§ Exercise: Give the lines below again exactly, starting with the line that holds "assert!(!stale_path.exists());" and going on through the line that holds "tokio::time::sleep(Duration::from_millis(300)).await;".

§ Provided information:
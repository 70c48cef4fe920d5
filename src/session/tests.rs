use super::*;
use crate::chunking::Chunk;
use crate::index::{Distance, VectorIndex};
use tempfile::TempDir;

fn indexed(texts: &[&str]) -> Arc<IndexedDocument> {
    let entries = texts
        .iter()
        .enumerate()
        .map(|(i, text)| {
            let chunk = Chunk {
                content: (*text).to_string(),
                page: 0,
                chunk_index: i,
                start: 0,
            };
            (chunk, vec![i as f32, 1.0])
        })
        .collect();
    Arc::new(IndexedDocument {
        page_count: 1,
        index: VectorIndex::build(entries, Distance::Euclidean).expect("index should build"),
    })
}

#[test]
fn upload_path_is_per_session() {
    let temp_dir = TempDir::new().expect("should create temp dir");
    let store = SessionStore::new(temp_dir.path().to_path_buf());
    let a = Uuid::new_v4();
    let b = Uuid::new_v4();

    assert_ne!(store.upload_path(a), store.upload_path(b));
    assert_eq!(store.upload_path(a), store.upload_path(a));
    assert!(store.upload_path(a).starts_with(temp_dir.path()));
}

#[test]
fn store_upload_overwrites_previous_file() {
    let temp_dir = TempDir::new().expect("should create temp dir");
    let store = SessionStore::new(temp_dir.path().join("uploads"));
    let id = Uuid::new_v4();

    let first = store
        .store_upload(id, "a.pdf", b"first", indexed(&["alpha"]))
        .expect("first store");
    let second = store
        .store_upload(id, "b.pdf", b"second upload", indexed(&["beta"]))
        .expect("second store");

    assert_eq!(first, second);
    assert_eq!(fs::read(&second).expect("read back"), b"second upload");
}

#[test]
fn new_document_replaces_previous() {
    let temp_dir = TempDir::new().expect("should create temp dir");
    let store = SessionStore::new(temp_dir.path().to_path_buf());
    let id = Uuid::new_v4();

    store
        .store_upload(id, "a.pdf", b"a", indexed(&["alpha"]))
        .expect("store a");
    store
        .store_upload(id, "b.pdf", b"b", indexed(&["beta", "gamma"]))
        .expect("store b");

    let current = store.document(id).expect("lookup").expect("document present");
    assert_eq!(current.file_name, "b.pdf");
    assert!(current.document.index.chunks().all(|c| c.content != "alpha"));
    assert_eq!(store.len(), 1);

    let summary = store.summary(id).expect("lookup").expect("summary present");
    assert_eq!(summary.file_name, "b.pdf");
    assert_eq!(summary.chunk_count, 2);
    assert_eq!(summary.page_count, 1);
}

#[test]
fn sessions_are_isolated() {
    let temp_dir = TempDir::new().expect("should create temp dir");
    let store = SessionStore::new(temp_dir.path().to_path_buf());
    let a = Uuid::new_v4();
    let b = Uuid::new_v4();

    store
        .store_upload(a, "a.pdf", b"a", indexed(&["alpha"]))
        .expect("store a");

    assert!(store.document(b).expect("lookup").is_none());
    assert!(store.summary(b).expect("lookup").is_none());
    assert!(store.document(a).expect("lookup").is_some());
}

#[test]
fn remove_deletes_upload() {
    let temp_dir = TempDir::new().expect("should create temp dir");
    let store = SessionStore::new(temp_dir.path().to_path_buf());
    let id = Uuid::new_v4();

    let path = store
        .store_upload(id, "a.pdf", b"%PDF", indexed(&["alpha"]))
        .expect("store");

    assert!(store.remove(id).expect("remove"));
    assert!(!path.exists());
    assert!(store.is_empty());
    assert!(!store.remove(id).expect("second remove"));
}

#[test]
fn document_lookup_refreshes_last_seen() {
    let temp_dir = TempDir::new().expect("should create temp dir");
    let store = SessionStore::new(temp_dir.path().to_path_buf());
    let id = Uuid::new_v4();
    store
        .store_upload(id, "a.pdf", b"a", indexed(&["alpha"]))
        .expect("store");

    let first = store.document(id).expect("lookup").expect("present");
    std::thread::sleep(Duration::from_millis(5));
    let second = store.document(id).expect("lookup").expect("present");

    assert!(second.last_seen > first.last_seen);
    assert_eq!(second.uploaded_at, first.uploaded_at);
}

#[test]
fn idle_sessions_expire_with_their_uploads() {
    let temp_dir = TempDir::new().expect("should create temp dir");
    let store = SessionStore::new(temp_dir.path().to_path_buf());
    let stale = Uuid::new_v4();
    let fresh = Uuid::new_v4();
    let stale_path = store
        .store_upload(stale, "old.pdf", b"old", indexed(&["alpha"]))
        .expect("store stale");
    let fresh_path = store
        .store_upload(fresh, "new.pdf", b"new", indexed(&["beta"]))
        .expect("store fresh");

    let max_idle = Duration::from_secs(30 * 60);
    let soon = Utc::now() + TimeDelta::minutes(10);
    assert_eq!(store.expire_idle_at(soon, max_idle).expect("sweep"), 0);
    assert_eq!(store.len(), 2);

    // Only the fresh session is touched before the clock passes the idle limit
    let later = Utc::now() + TimeDelta::minutes(31);
    {
        let mut sessions = store.sessions.write().expect("lock");
        if let Some(entry) = sessions.get_mut(&fresh) {
            entry.last_seen = later;
        }
    }

    assert_eq!(store.expire_idle_at(later, max_idle).expect("sweep"), 1);
    assert!(store.document(stale).expect("lookup").is_none());
    assert!(!stale_path.exists());
    assert!(store.document(fresh).expect("lookup").is_some());
    assert!(fresh_path.exists());
}

#[tokio::test]
async fn sweeper_reclaims_idle_sessions() {
    let temp_dir = TempDir::new().expect("should create temp dir");
    let store = Arc::new(SessionStore::new(temp_dir.path().to_path_buf()));
    let paths: Vec<PathBuf> = (0..5)
        .map(|_| {
            store
                .store_upload(Uuid::new_v4(), "a.pdf", b"%PDF", indexed(&["alpha"]))
                .expect("store")
        })
        .collect();

    let sweeper = spawn_idle_sweeper(Arc::clone(&store), Duration::from_millis(20));
    tokio::time::sleep(Duration::from_millis(300)).await;
    sweeper.abort();

    assert!(store.is_empty());
    assert!(paths.iter().all(|path| !path.exists()));
}

#[tokio::test]
async fn sweeper_stops_when_store_is_dropped() {
    let temp_dir = TempDir::new().expect("should create temp dir");
    let store = Arc::new(SessionStore::new(temp_dir.path().to_path_buf()));

    let sweeper = spawn_idle_sweeper(Arc::clone(&store), Duration::from_millis(10));
    drop(store);

    tokio::time::timeout(Duration::from_secs(2), sweeper)
        .await
        .expect("sweeper should stop")
        .expect("sweeper should not panic");
}
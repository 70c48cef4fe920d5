// HTML rendering for the single-page UI

use std::fmt::{self, Write};

use html_escape::{encode_double_quoted_attribute, encode_text};

use crate::qa::Answer;
use crate::session::DocumentSummary;

pub const TITLE: &str = "IDontReadPDFs – Let AI Read for You!";

/// Everything the page shows for one response
#[derive(Debug, Default)]
pub struct PageView<'a> {
    pub document: Option<&'a DocumentSummary>,
    pub status: Option<&'a str>,
    pub error: Option<&'a str>,
    pub question: Option<&'a str>,
    pub answer: Option<&'a Answer>,
    pub show_sources: bool,
}

#[inline]
pub fn render(view: &PageView<'_>) -> String {
    let mut html = String::with_capacity(4096);
    // Writing into a String cannot fail
    let _ = write_page(&mut html, view);
    html
}

fn write_page(out: &mut String, view: &PageView<'_>) -> fmt::Result {
    writeln!(out, "<!DOCTYPE html>")?;
    writeln!(out, "<html lang=\"en\">")?;
    writeln!(out, "<head>")?;
    writeln!(out, "<meta charset=\"utf-8\">")?;
    writeln!(out, "<title>📚 IDontReadPDFs</title>")?;
    writeln!(out, "<style>{STYLE}</style>")?;
    writeln!(out, "</head>")?;
    writeln!(out, "<body>")?;
    writeln!(out, "<h1>📄 {}</h1>", encode_text(TITLE))?;

    if let Some(error) = view.error {
        writeln!(out, "<div class=\"banner error\">{}</div>", encode_text(error))?;
    }
    if let Some(status) = view.status {
        writeln!(out, "<div class=\"banner status\">{}</div>", encode_text(status))?;
    }

    write_upload_form(out, view.document)?;

    if let Some(document) = view.document {
        write_question_form(out, view)?;
        if document.chunk_count == 0 {
            writeln!(
                out,
                "<p class=\"hint\">No text could be extracted from this PDF.</p>"
            )?;
        }
    }

    if let Some(answer) = view.answer {
        write_answer(out, answer, view.show_sources)?;
    }

    writeln!(out, "</body>")?;
    writeln!(out, "</html>")
}

fn write_upload_form(out: &mut String, document: Option<&DocumentSummary>) -> fmt::Result {
    writeln!(
        out,
        "<form action=\"/upload\" method=\"post\" enctype=\"multipart/form-data\">"
    )?;
    writeln!(out, "<label for=\"file\">Upload your PDF</label>")?;
    writeln!(
        out,
        "<input type=\"file\" id=\"file\" name=\"file\" accept=\".pdf,application/pdf\" required>"
    )?;
    writeln!(out, "<button type=\"submit\">Upload</button>")?;
    writeln!(out, "</form>")?;

    if let Some(document) = document {
        writeln!(
            out,
            "<p class=\"meta\">Loaded <strong>{}</strong>: {} pages, {} chunks (uploaded {})</p>",
            encode_text(&document.file_name),
            document.page_count,
            document.chunk_count,
            document.uploaded_at.format("%Y-%m-%d %H:%M:%S UTC")
        )?;
    }
    Ok(())
}

fn write_question_form(out: &mut String, view: &PageView<'_>) -> fmt::Result {
    writeln!(out, "<form action=\"/ask\" method=\"post\">")?;
    writeln!(out, "<label for=\"question\">Ask a question about the PDF:</label>")?;
    writeln!(
        out,
        "<input type=\"text\" id=\"question\" name=\"question\" value=\"{}\" autofocus>",
        encode_double_quoted_attribute(view.question.unwrap_or_default())
    )?;
    writeln!(
        out,
        "<label><input type=\"checkbox\" name=\"show_sources\" value=\"on\"{}> \
         Show sources</label>",
        if view.show_sources { " checked" } else { "" }
    )?;
    writeln!(out, "<button type=\"submit\">Ask</button>")?;
    writeln!(out, "</form>")
}

fn write_answer(out: &mut String, answer: &Answer, show_sources: bool) -> fmt::Result {
    writeln!(out, "<section class=\"answer\">")?;
    writeln!(out, "<h3>🤖 Answer:</h3>")?;
    writeln!(out, "<p>{}</p>", encode_text(&answer.text))?;

    if show_sources && !answer.sources.is_empty() {
        writeln!(out, "<details>")?;
        writeln!(out, "<summary>Sources ({})</summary>", answer.sources.len())?;
        writeln!(out, "<ol>")?;
        for source in &answer.sources {
            writeln!(
                out,
                "<li><p class=\"meta\">Page {} · chunk {} · distance {:.4}</p><pre>{}</pre></li>",
                source.chunk.page + 1,
                source.chunk.chunk_index,
                source.distance,
                encode_text(&source.chunk.content)
            )?;
        }
        writeln!(out, "</ol>")?;
        writeln!(out, "</details>")?;
    }

    writeln!(out, "</section>")
}

const STYLE: &str = "body{font-family:sans-serif;max-width:48rem;margin:2rem auto;padding:0 1rem}\
form{margin:1rem 0}input[type=text]{width:100%;padding:.4rem}\
.banner{padding:.6rem;border-radius:4px;margin:1rem 0}\
.error{background:#fde2e1;color:#8a1c1c}.status{background:#e3f4e1;color:#1f5f1c}\
.meta{color:#666;font-size:.9rem}pre{white-space:pre-wrap;background:#f6f6f6;padding:.5rem}";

§ Expected answer:
    assert!(!stale_path.exists());
    assert!(store.document(fresh).expect("lookup").is_some());
    assert!(fresh_path.exists());
}

#[tokio::test]
async fn sweeper_reclaims_idle_sessions() {
    let temp_dir = TempDir::new().expect("should create temp dir");
    let store = Arc::new(SessionStore::new(temp_dir.path().to_path_buf()));
    let paths: Vec<PathBuf> = (0..5)
        .map(|_| {
            store
                .store_upload(Uuid::new_v4(), "a.pdf", b"%PDF", indexed(&["alpha"]))
                .expect("store")
        })
        .collect();

    let sweeper = spawn_idle_sweeper(Arc::clone(&store), Duration::from_millis(20));
    tokio::time::sleep(Duration::from_millis(300)).await;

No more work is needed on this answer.